Concha cerró un momento los ojos, y poniéndose en pie, comenzó a recogerse la madeja de sus cabellos:

—¡Vete!… ¡Vete por Dios!…

Yo sonreí mirándola:

—¿Adónde quieres que me vaya?

—¡Vete!… Las emociones me matan, y necesito descansar. Te escribí que vinieses, porque ya entre nosotros no puede haber más que un cariño ideal… Tú comprenderás que enferma como estoy, no es posible otra cosa. Morir en pecado mortal… ¡Que horror!

Y más pálida que nunca cruzó los brazos, apoyando las manos sobre los hombros en una actitud resignada y noble que le era habitual. Yo me dirigí a la puerta:

—¡Adiós, Concha!

Ella suspiró:

—¡Adiós!

—¿Quieres llamar a Candelaria para que me guíe por esos corredores?

—¡Ah!… ¡Es verdad que aún no sabes!…

Fue al tocador y golpeó en el «tan-tan». Esperamos silenciosos sin que nadie acudiese. Concha me miró indecisa:

—Es problable que Candelaria ya esté acostada…

—En ese caso…

Me vio sonreir, y movió la cabeza seria y triste.
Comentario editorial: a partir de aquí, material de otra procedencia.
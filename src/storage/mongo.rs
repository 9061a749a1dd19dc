use mongodb::{
    bson::{doc, Document},
    error::{Error as MongoError, ErrorKind, WriteFailure},
    options::{ClientOptions, Collation, IndexOptions},
    sync::{Client, Collection, Database},
    IndexModel,
};

use super::traits::{IndexDefinition, SchemaStore};
use crate::{context::Context, error::ProvisionError, schema::DEFAULT_DATABASE};

const APP_NAME: &str = "swa-db-init";

// Server error codes the store reacts to.
const CODE_UNAUTHORIZED: i32 = 13;
const CODE_AUTHENTICATION_FAILED: i32 = 18;
const CODE_NAMESPACE_EXISTS: i32 = 48;
const CODE_INDEX_ALREADY_EXISTS: i32 = 68;
const CODE_INDEX_OPTIONS_CONFLICT: i32 = 85;
const CODE_INDEX_KEY_SPECS_CONFLICT: i32 = 86;
const CODE_DUPLICATE_KEY: i32 = 11000;

/// MongoDB-backed [`SchemaStore`]. The database handle keeps the client alive;
/// dropping the store releases the connection pool.
pub struct MongoStore {
    db: Database,
}

impl MongoStore {
    /// Parse the connection string, select the target database and ping the server.
    pub fn connect(ctx: &Context) -> Result<Self, ProvisionError> {
        let mut options = ClientOptions::parse(ctx.mongodb_uri.as_str())
            .run()
            .map_err(|e| {
                ProvisionError::Connection(format!("invalid connection string: {e}"))
            })?;
        options.server_selection_timeout = Some(ctx.server_selection_timeout);
        options.app_name = Some(APP_NAME.to_string());

        let db_name = resolve_database_name(
            ctx.database.as_deref(),
            options.default_database.as_deref(),
        );

        let client = Client::with_options(options).map_err(|e| classify("connect", e))?;
        client
            .database("admin")
            .run_command(doc! { "ping": 1 })
            .run()
            .map_err(|e| classify("ping", e))?;

        log::info!("🔌 Connected to MongoDB database '{}'", db_name);
        let db = client.database(&db_name);
        Ok(Self { db })
    }

    fn collection(&self, name: &str) -> Collection<Document> {
        self.db.collection::<Document>(name)
    }

    fn index_conflict(
        &self,
        collection: &str,
        requested: &IndexDefinition,
        err: MongoError,
    ) -> ProvisionError {
        let existing = self
            .list_indexes(collection)
            .ok()
            .and_then(|indexes| {
                indexes
                    .into_iter()
                    .find(|i| i.name == requested.name || i.same_keys(requested))
            })
            .map(|i| i.to_string())
            .unwrap_or_else(|| format!("unknown definition ({err})"));
        ProvisionError::IndexConflict {
            collection: collection.to_string(),
            requested: requested.to_string(),
            existing,
        }
    }
}

impl SchemaStore for MongoStore {
    fn database_name(&self) -> &str {
        self.db.name()
    }

    fn collection_names(&self) -> Result<Vec<String>, ProvisionError> {
        self.db
            .list_collection_names()
            .run()
            .map_err(|e| classify("listCollections", e))
    }

    fn create_collection(&self, name: &str) -> Result<bool, ProvisionError> {
        match self.db.create_collection(name).run() {
            Ok(()) => Ok(true),
            Err(e) if server_code(&e) == Some(CODE_NAMESPACE_EXISTS) => Ok(false),
            Err(e) => Err(classify(&format!("create collection '{name}'"), e)),
        }
    }

    fn list_indexes(&self, collection: &str) -> Result<Vec<IndexDefinition>, ProvisionError> {
        let cursor = self
            .collection(collection)
            .list_indexes()
            .run()
            .map_err(|e| classify(&format!("list indexes of '{collection}'"), e))?;

        cursor
            .map(|model| {
                model
                    .map(definition_from_model)
                    .map_err(|e| classify(&format!("list indexes of '{collection}'"), e))
            })
            .collect()
    }

    fn create_index(
        &self,
        collection: &str,
        index: &IndexDefinition,
    ) -> Result<(), ProvisionError> {
        let model = model_from_definition(index);
        match self.collection(collection).create_index(model).run() {
            Ok(_) => Ok(()),
            Err(e)
                if matches!(
                    server_code(&e),
                    Some(CODE_INDEX_ALREADY_EXISTS)
                        | Some(CODE_INDEX_OPTIONS_CONFLICT)
                        | Some(CODE_INDEX_KEY_SPECS_CONFLICT)
                ) =>
            {
                Err(self.index_conflict(collection, index, e))
            }
            Err(e) => Err(classify(
                &format!("create index '{}' on '{collection}'", index.name),
                e,
            )),
        }
    }

    fn count_documents(&self, collection: &str) -> Result<u64, ProvisionError> {
        self.collection(collection)
            .count_documents(doc! {})
            .run()
            .map_err(|e| classify(&format!("count documents in '{collection}'"), e))
    }

    fn contains_id(&self, collection: &str, id: &str) -> Result<bool, ProvisionError> {
        let found = self
            .collection(collection)
            .find_one(doc! { "id": id })
            .run()
            .map_err(|e| classify(&format!("look up id in '{collection}'"), e))?;
        Ok(found.is_some())
    }

    fn insert_document(&self, collection: &str, document: Document) -> Result<(), ProvisionError> {
        match self.collection(collection).insert_one(document).run() {
            Ok(_) => Ok(()),
            Err(e) if server_code(&e) == Some(CODE_DUPLICATE_KEY) => {
                Err(ProvisionError::DuplicateKey {
                    collection: collection.to_string(),
                    message: e.to_string(),
                })
            }
            Err(e) => Err(classify(&format!("insert into '{collection}'"), e)),
        }
    }
}

/// `--database` wins, then the database named in the URI, then the default.
pub(crate) fn resolve_database_name(explicit: Option<&str>, from_uri: Option<&str>) -> String {
    explicit
        .filter(|s| !s.is_empty())
        .or(from_uri.filter(|s| !s.is_empty()))
        .unwrap_or(DEFAULT_DATABASE)
        .to_string()
}

fn model_from_definition(index: &IndexDefinition) -> IndexModel {
    let options = IndexOptions::builder()
        .name(Some(index.name.clone()))
        .unique(index.unique.then_some(true))
        .expire_after(index.expire_after)
        .sparse(index.sparse.then_some(true))
        .partial_filter_expression(index.partial_filter.clone())
        .collation(
            index
                .collation
                .as_ref()
                .map(|locale| Collation::builder().locale(locale.clone()).build()),
        )
        .build();
    IndexModel::builder()
        .keys(index.keys.clone())
        .options(Some(options))
        .build()
}

fn definition_from_model(model: IndexModel) -> IndexDefinition {
    let options = model.options.unwrap_or_default();
    IndexDefinition {
        name: options.name.unwrap_or_default(),
        keys: model.keys,
        unique: options.unique.unwrap_or(false),
        expire_after: options.expire_after,
        partial_filter: options.partial_filter_expression,
        sparse: options.sparse.unwrap_or(false),
        collation: options.collation.map(|c| c.locale),
    }
}

fn server_code(err: &MongoError) -> Option<i32> {
    match err.kind.as_ref() {
        ErrorKind::Command(cmd) => Some(cmd.code),
        ErrorKind::Write(WriteFailure::WriteError(write)) => Some(write.code),
        _ => None,
    }
}

fn classify(operation: &str, err: MongoError) -> ProvisionError {
    match err.kind.as_ref() {
        ErrorKind::ServerSelection { .. }
        | ErrorKind::Io(_)
        | ErrorKind::DnsResolve { .. }
        | ErrorKind::ConnectionPoolCleared { .. } => {
            ProvisionError::Connection(format!("{operation}: {err}"))
        }
        ErrorKind::Authentication { .. } => ProvisionError::Permission {
            operation: operation.to_string(),
            message: err.to_string(),
        },
        _ => match server_code(&err) {
            Some(code) if is_permission_code(code) => ProvisionError::Permission {
                operation: operation.to_string(),
                message: err.to_string(),
            },
            _ => ProvisionError::Store {
                operation: operation.to_string(),
                source: err,
            },
        },
    }
}

fn is_permission_code(code: i32) -> bool {
    code == CODE_UNAUTHORIZED || code == CODE_AUTHENTICATION_FAILED
}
—En ese caso, yo te guiaré.

—Tú no debes exponerte al frío.

—Sí, sí…

Tomó uno de los candelabros del tocador, y salió presurosa, arrastrando la luenga cola de su ropón monacal. Desde la puerta volvió la cabeza llamándome con los ojos, y toda blanca como un fantasma, desapareció en la oscuridad del corredor. Salí tras ella, y la alcancé:

—¡Qué loca estás!

Rióse en silencio y tomó mi brazo para apoyarse. En la cruz de dos corredores abríase una antesala redonda, grande y desmantelada, con cuadros de santos y arcones antiguos. En un testero arrojaba cerco mortecino de luz, la mariposa de aceite que alumbraba los pies lívidos y atarazados de Jesús Nazareno. Nos detuvimos al ver la sombra de una mujer arrebujada en el hueco del balcón. Tenía las manos cruzadas en el regazo, y la cabeza dormida sobre el pecho. Era Candelaria que al ruido de nuestros pasos despertó sobresaltada:

—¡Ah!… Yo esperaba aquí, para enseñarle su habitación al Señor Marqués.

Concha le dijo:

—Creí que te habías acostado, mujer.

Seguimos en silencio hasta la puerta entornada de una sala donde había luz. Concha soltó mi brazo y se detuvo temblando y muy pálida: Al fin entró. Aquella era mi habitación. Sobre una consola antigua ardían las bujías de dos candelabros de plata. En el fondo, veíase la cama entre antiguas colgaduras de damasco. Los ojos de Concha lo examinaron todo con maternal cuidado. Se detuvo para oler las rosas frescas que había en un vaso, y después se despidió:

—¡Adiós, hasta mañana!

Yo la levanté en brazos como a una niña:

—No te dejo ir.

—¡Sí, por Dios!

—No, no.

Y mis ojos reían sobre sus ojos, y mi boca reía sobre su boca. Las babuchas turcas cayeron de sus pies, sin dejarla posar en el suelo, la llevé hasta la cama, donde la deposité amorosamente. Ella entonces ya se sometía feliz. Sus ojos brillaban, y sobre la piel blanca de las mejillas se pintaban dos hojas de rosa. Apartó mis manos dulcemente, y un poco confusa empezó a desabrocharse la túnica blanca y monacal, que se deslizó a lo largo del cuerpo pálido y estremecido. Abrí las sábanas y refugióse entre ellas. Entonces comenzó a sollozar, y me senté a la cabecera consolándola. Aparentó dormirse, y me acosté.